Life is hard. Life is painful. Chances are you have had your share of heartache, dark days, & long sleepless nights. This month has been one of the hardest months of my life. Every day got harder and harder as December wore on. I would wake up each morning and just be heavy with dread and sorrow and fear. I felt like a branch of a tree heavy with ice and ready to split in two.
I think at those darkest points, you either decide to fight or just give up. I came REALLY close to giving up.
But I didn’t.
Instead I decided to take a good long hard look at myself and realized that I was part of the problem. I’ve been laying in bed day after night after day after night, taking pill after pill, treatment after treatment, and waiting for some dr to fix me. I will never reach remission if I don’t truly believe I will ever get well and keep telling myself surely I did something to deserve this, I’m defective, and a lost cause.
So I decided to finally do what I’ve been talking about doing for awhile and got off of the pain medications I have been taking for almost 2 years. I have been off of Dilaudid since December 11 and I will be off Tramadol January 1! I have been SO scared of my chronic pain that I have been hiding from it, letting it keep me depressed/scared, and dealing with A LOT of nasty side effects because I was afraid I couldn’t work/function without pain meds. I refuse to believe that the only options left for me are OxyContin or a spinal cord stimulator so it’s time for me to find other ways to deal with my pain.
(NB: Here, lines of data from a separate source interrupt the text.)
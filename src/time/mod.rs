use chrono::{Datelike, NaiveDate};

mod day;
pub use day::*;
mod duration;
pub use duration::*;

/// The ISO 8601 week number (1..=53) of the given day.
#[must_use]
pub fn iso_week_number(day: NaiveDate) -> u32 {
    day.iso_week().week()
}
I know this won’t be easy and there may rough days and nights ahead. Pain is draining and terrifying when it’s jagged and burning brightly inside you…but it doesn’t last forever, just like emotional pain.
I will also no longer use the words “sick” or discuss at length about my health. If you hear me say that word, remind me 🙂 Ask me how I’m doing not how I’m feeling. I am more than Lyme Disease or Complex Regional Pain Syndrome. I choose to believe I WILL get better but even if I don’t, I will lead a happy productive life in spite of these challenges.
Someone in our family lost someone dear to her on Christmas. It has been a cruel reminder of how short life can be. So do what scares you, live how your heart tells you, and always believe things will get better…maybe not now but someday. Don’t live in fear of pain because it WILL happen but welcome it with open arms and know that in time the hurt will fade and hope will take it’s place.